= Tosh Basco =

American performance artist

Tosh Basco, known professionally as boychild (stylized in lowercase), is an American performance artist, dancer, and photographer.

Basco is nonbinary and transgender, and has stated that the boychild performance persona is characterized as female in order to explore gender expression. Her work often includes lip-sync performances to distorted music tracks, incorporating visual elements such as full-body makeup, shaved head, colored contact lenses, and dramatic lighting. Basco is based in California and Hong Kong.

== Career ==
Basco was born in Sacramento, California, and raised in San Francisco during the 1990s. She began exploring drag early on, and cites performance artist Dia Dear as an early influence. The boychild persona was first performed publicly in 2012 in San Francisco's drag and nightlife scene.

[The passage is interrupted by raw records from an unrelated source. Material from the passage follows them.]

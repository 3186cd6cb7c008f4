//! Mock avatar service.
//!
//! Tracks avatars with their owner and active flag. Policy starts `Enabled`.

use crate::registry::{lock, SinkRegistry};
use room_session::collaborators::{
    AvatarId, AvatarInfo, AvatarPolicy, AvatarService, EventSink, NotificationSource,
    SessionEvent, SubscriptionId,
};
use std::collections::BTreeMap;
use std::sync::atomic::{AtomicUsize, Ordering};
use std::sync::{Arc, Mutex};

#[derive(Debug, Clone, Copy)]
struct AvatarState {
    is_local: bool,
    active: bool,
}

#[derive(Debug)]
pub struct MockAvatarService {
    subscribers: SinkRegistry,
    policy: Mutex<AvatarPolicy>,
    policy_writes: AtomicUsize,
    avatars: Mutex<BTreeMap<u64, AvatarState>>,
}

impl Default for MockAvatarService {
    fn default() -> Self {
        Self {
            subscribers: SinkRegistry::default(),
            policy: Mutex::new(AvatarPolicy::Enabled),
            policy_writes: AtomicUsize::new(0),
            avatars: Mutex::new(BTreeMap::new()),
        }
    }
}

impl MockAvatarService {
    #[must_use]
    pub fn new() -> Arc<Self> {
        Arc::new(Self::default())
    }

    /// Register an avatar without announcing it.
    pub fn insert(&self, id: u64, is_local: bool) {
        lock(&self.avatars).insert(
            id,
            AvatarState {
                is_local,
                active: true,
            },
        );
    }

    /// Register an avatar and fire `AvatarCreated`.
    pub fn spawn_avatar(&self, id: u64, is_local: bool) -> usize {
        self.insert(id, is_local);
        let info = AvatarInfo {
            id: AvatarId(id),
            is_local,
        };
        self.subscribers.emit(|| SessionEvent::AvatarCreated(info))
    }

    /// Whether the avatar exists and has not been deactivated.
    #[must_use]
    pub fn is_active(&self, id: u64) -> bool {
        lock(&self.avatars).get(&id).is_some_and(|a| a.active)
    }

    #[must_use]
    pub fn policy(&self) -> AvatarPolicy {
        *lock(&self.policy)
    }

    /// Number of `set_creation_policy` calls.
    #[must_use]
    pub fn policy_write_count(&self) -> usize {
        self.policy_writes.load(Ordering::SeqCst)
    }

    #[must_use]
    pub fn subscriber_count(&self) -> usize {
        self.subscribers.len()
    }
}

impl NotificationSource for MockAvatarService {
    fn subscribe(&self, sink: EventSink) -> SubscriptionId {
        self.subscribers.subscribe(sink)
    }

    fn unsubscribe(&self, id: SubscriptionId) {
        self.subscribers.unsubscribe(id);
    }
}

impl AvatarService for MockAvatarService {
    fn creation_policy(&self) -> AvatarPolicy {
        self.policy()
    }

    fn set_creation_policy(&self, policy: AvatarPolicy) {
        self.policy_writes.fetch_add(1, Ordering::SeqCst);
        *lock(&self.policy) = policy;
    }

    fn local_avatars(&self) -> Vec<AvatarId> {
        lock(&self.avatars)
            .iter()
            .filter(|(_, a)| a.is_local)
            .map(|(id, _)| AvatarId(*id))
            .collect()
    }

    fn deactivate(&self, avatar: AvatarId) {
        if let Some(state) = lock(&self.avatars).get_mut(&avatar.0) {
            state.active = false;
        }
    }
}
impl HostRetry {
    fn new() -> Self {
        Self {
            next_attempt_at: None,
            delay: HOST_RETRY_BACKOFF_BASE,
        }
    }

    /// Schedule the next attempt and double the delay, capped.
    fn schedule(&mut self, now: Instant) -> Duration {
        let delay = self.delay;
        self.next_attempt_at = Some(now + delay);
        self.delay = (self.delay * 2).min(HOST_RETRY_BACKOFF_MAX);
        delay
    }

    fn is_due(&self, now: Instant) -> bool {
        self.next_attempt_at.is_some_and(|at| now >= at)
    }

    fn reset(&mut self) {
        self.next_attempt_at = None;
        self.delay = HOST_RETRY_BACKOFF_BASE;
    }
}

/// The room session state machine.
///
/// Owns all session state. Collaborator notifications must be delivered on
/// the same task that calls [`Self::tick`]; the actor in
/// [`crate::actors`] takes care of that.
pub struct SessionController {
    peer_id: String,
    role: Role,
    state: SessionState,
    room_name: String,
    public: bool,
    joined_room: Option<RoomHandle>,
    last_join_code: Option<String>,
    join_started_at: Option<Instant>,
    join_timeout: Duration,
    last_ping_at: Option<Instant>,
    ping_interval: Duration,
    awaiting_ping_ack: bool,
    host_retry: HostRetry,
    discovery: DiscoveryLoop,
    configurator: PostJoinConfigurator,
    directory: Arc<dyn DirectoryClient>,
    subscriptions: Vec<Subscription>,
    generation: u64,
    torn_down: bool,
}
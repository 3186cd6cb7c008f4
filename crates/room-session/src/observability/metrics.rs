//! Metrics definitions for the room session.
//!
//! All metrics follow Prometheus naming conventions:
//! - `room_` prefix
//! - `_total` suffix for counters
//!
//! # Cardinality
//!
//! Labels are bounded by enums in this crate:
//! - `kind`: create, code
//! - `status`: joined, rejected, timeout
//! - `state`: the six session states
//! - `role`: host, client

use metrics::{counter, gauge};

/// Record a discovery query sent to the directory.
///
/// Metric: `room_discovery_queries_total`
/// Labels: none
pub fn record_discovery_query() {
    counter!("room_discovery_queries_total").increment(1);
}

/// Record a join attempt.
///
/// Metric: `room_join_attempts_total`
/// Labels: `kind` (create, code)
pub fn record_join_attempt(kind: &'static str) {
    counter!("room_join_attempts_total", "kind" => kind).increment(1);
}

/// Record the outcome of a join attempt.
///
/// Metric: `room_join_results_total`
/// Labels: `status` (joined, rejected, timeout)
pub fn record_join_result(status: &'static str) {
    counter!("room_join_results_total", "status" => status).increment(1);
}

/// Record a keepalive ping.
///
/// Metric: `room_pings_total`
/// Labels: none
pub fn record_ping() {
    counter!("room_pings_total").increment(1);
}

/// Record a disconnect detected through an unacknowledged ping.
///
/// Metric: `room_disconnects_total`
/// Labels: `role`
pub fn record_disconnect(role: &'static str) {
    counter!("room_disconnects_total", "role" => role).increment(1);
}

/// Record a session state transition.
///
/// Metric: `room_state_transitions_total`
/// Labels: `state` (target state)
pub fn record_state_transition(state: &'static str) {
    counter!("room_state_transitions_total", "state" => state).increment(1);
}

/// Set whether the session is currently joined to a room.
///
/// Metric: `room_session_joined`
/// Labels: none
pub fn set_session_joined(joined: bool) {
    gauge!("room_session_joined").set(if joined { 1.0 } else { 0.0 });
}

#[cfg(test)]
#[allow(clippy::unwrap_used, clippy::expect_used)]
mod tests {
    use super::*;
    use metrics_util::debugging::DebuggingRecorder;

    #[test]
    fn test_all_metrics_recorded_with_room_prefix() {
        let recorder = DebuggingRecorder::new();
        let snapshotter = recorder.snapshotter();

        metrics::with_local_recorder(&recorder, || {
            record_discovery_query();
            record_join_attempt("create");
            record_join_attempt("code");
            record_join_result("joined");
            record_ping();
            record_disconnect("host");
            record_state_transition("joined");
            set_session_joined(true);
        });

        let names: Vec<String> = snapshotter
            .snapshot()
            .into_vec()
            .into_iter()
            .map(|(key, _, _, _)| key.key().name().to_string())
            .collect();

        for expected in [
            "room_discovery_queries_total",
            "room_join_attempts_total",
            "room_join_results_total",
            "room_pings_total",
            "room_disconnects_total",
            "room_state_transitions_total",
            "room_session_joined",
        ] {
            assert!(
                names.iter().any(|n| n == expected),
                "missing metric {expected}, got {names:?}"
            );
        }
        assert!(names.iter().all(|n| n.starts_with("room_")));
    }
}
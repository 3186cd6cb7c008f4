//! Test fixtures for room session tests.

use crate::{MockAvatarService, MockDirectory, MockSpawnSubsystem, MockVoiceRelay};
use room_session::collaborators::{Collaborators, RoomCandidate, RoomHandle};
use room_session::config::Config;
use room_session::role::Role;
use std::sync::Arc;
use std::time::Duration;

/// Fixed test config: the given role forced, 1s ping, 2s discovery, 10s join
/// timeout, 100ms tick.
#[must_use]
pub fn test_config(role: Role, room_name: &str) -> Config {
    Config {
        peer_id: "peer-test-001".to_string(),
        room_name: room_name.to_string(),
        force_host: role == Role::Host,
        force_client: role == Role::Client,
        platform_role: Role::Client,
        public: true,
        voice_enabled: true,
        avatar_hidden: true,
        ping_interval: Duration::from_secs(1),
        discovery_interval: Duration::from_secs(2),
        join_timeout: Duration::from_secs(10),
        tick_interval: Duration::from_millis(100),
    }
}

#[must_use]
pub fn host_config(room_name: &str) -> Config {
    test_config(Role::Host, room_name)
}

#[must_use]
pub fn client_config(room_name: &str) -> Config {
    test_config(Role::Client, room_name)
}

/// Room handle with a derived id.
#[must_use]
pub fn room(name: &str, join_code: &str) -> RoomHandle {
    RoomHandle::new(format!("room-{join_code}"), name, join_code)
}

#[must_use]
pub fn candidate(name: &str, join_code: &str) -> RoomCandidate {
    RoomCandidate::new(name, join_code)
}

/// One instance of every mock collaborator.
#[derive(Debug, Clone)]
pub struct MockCollaborators {
    pub directory: Arc<MockDirectory>,
    pub voice: Arc<MockVoiceRelay>,
    pub avatars: Arc<MockAvatarService>,
    pub spawner: Arc<MockSpawnSubsystem>,
}

impl Default for MockCollaborators {
    fn default() -> Self {
        Self::new()
    }
}

impl MockCollaborators {
    #[must_use]
    pub fn new() -> Self {
        Self {
            directory: MockDirectory::new(),
            voice: MockVoiceRelay::new(),
            avatars: MockAvatarService::new(),
            spawner: MockSpawnSubsystem::new(),
        }
    }

    /// All four mocks wired into a `Collaborators` set.
    #[must_use]
    pub fn collaborators(&self) -> Collaborators {
        Collaborators::new()
            .with_directory(self.directory.clone())
            .with_voice(self.voice.clone())
            .with_avatars(self.avatars.clone())
            .with_spawner(self.spawner.clone())
    }

    /// Everything except the directory client.
    #[must_use]
    pub fn without_directory(&self) -> Collaborators {
        Collaborators::new()
            .with_voice(self.voice.clone())
            .with_avatars(self.avatars.clone())
            .with_spawner(self.spawner.clone())
    }

    /// Total live subscriptions across all notification sources.
    #[must_use]
    pub fn subscriber_count(&self) -> usize {
        self.directory.subscriber_count()
            + self.voice.subscriber_count()
            + self.avatars.subscriber_count()
    }
}
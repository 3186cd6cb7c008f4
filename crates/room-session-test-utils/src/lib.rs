//! # Room Session Test Utilities
//!
//! In-memory collaborators for exercising the room session without a real
//! directory service, voice relay or avatar system.
//!
//! ## Modules
//!
//! - `mock_directory` - Scriptable room directory that records every call
//! - `mock_voice` - Voice relay and peer connections
//! - `mock_avatars` - Avatar service with local/remote avatars
//! - `mock_spawn` - Spawn subsystem flag
//! - `fixtures` - Configs, rooms and a bundled set of mocks
//!
//! ## Usage
//!
//! ```rust,ignore
//! use room_session_test_utils::*;
//!
//! let mocks = MockCollaborators::new();
//! mocks.directory.respond_to_discovery(vec![candidate("Lab", "AB12")]);
//!
//! let (sink, _events) = EventSink::channel();
//! let mut controller =
//!     SessionController::new(&client_config("Lab"), mocks.collaborators(), &sink)?;
//! controller.start(Instant::now());
//! assert_eq!(mocks.directory.discovery_count(), 1);
//! ```

pub mod fixtures;
pub mod mock_avatars;
pub mod mock_directory;
pub mod mock_spawn;
pub mod mock_voice;
mod registry;

pub use fixtures::*;
pub use mock_avatars::*;
pub use mock_directory::*;
pub use mock_spawn::*;
pub use mock_voice::*;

Basco has noted that although boychild incorporates elements of drag, the character is not intended to be a traditional drag queen. Instead, the work is informed by a variety of cultural sources, including studies of clowns, healers, shamans, and ritual practices.

Her performances frequently reference themes such as cyborgs and posthumanism. Some performances are presented as one-time-only events. Nightlife spaces are often chosen as performance venues, which Basco has described as integral to the context and meaning of her work.

In 2013, boychild appeared in Hood By Air's Spring/Summer fashion show alongside rapper A$AP Rocky. That same year, Basco toured with musician Mykki Blanco.

Since 2013, Basco has regularly collaborated with artist and filmmaker Wu Tsang. Together, they have created projects under the collective name *Moved by the Motion*, which includes other artists such as cellist Patrick Belaga, dancer Josh Johnson, musician Asma Maroof, and poet Fred Moten.

== Exhibitions and performances ==
Boychild's performances have been shown at institutions and events including the Gropius Bau, Venice Biennale, Biennale of Sydney, Whitney Museum of American Art, MoMA PS1, San Francisco Museum of Modern Art, Museum of Contemporary Art, Chicago, Museum of Contemporary Art, Los Angeles, the Stedelijk Museum in Amsterdam, ICA London, EMPAC, and the Berlin club Berghain.

Several of her performances are part of an ongoing series titled #Untitled Lip-Sync, which combines choreographed movement, makeup, lighting, and sound.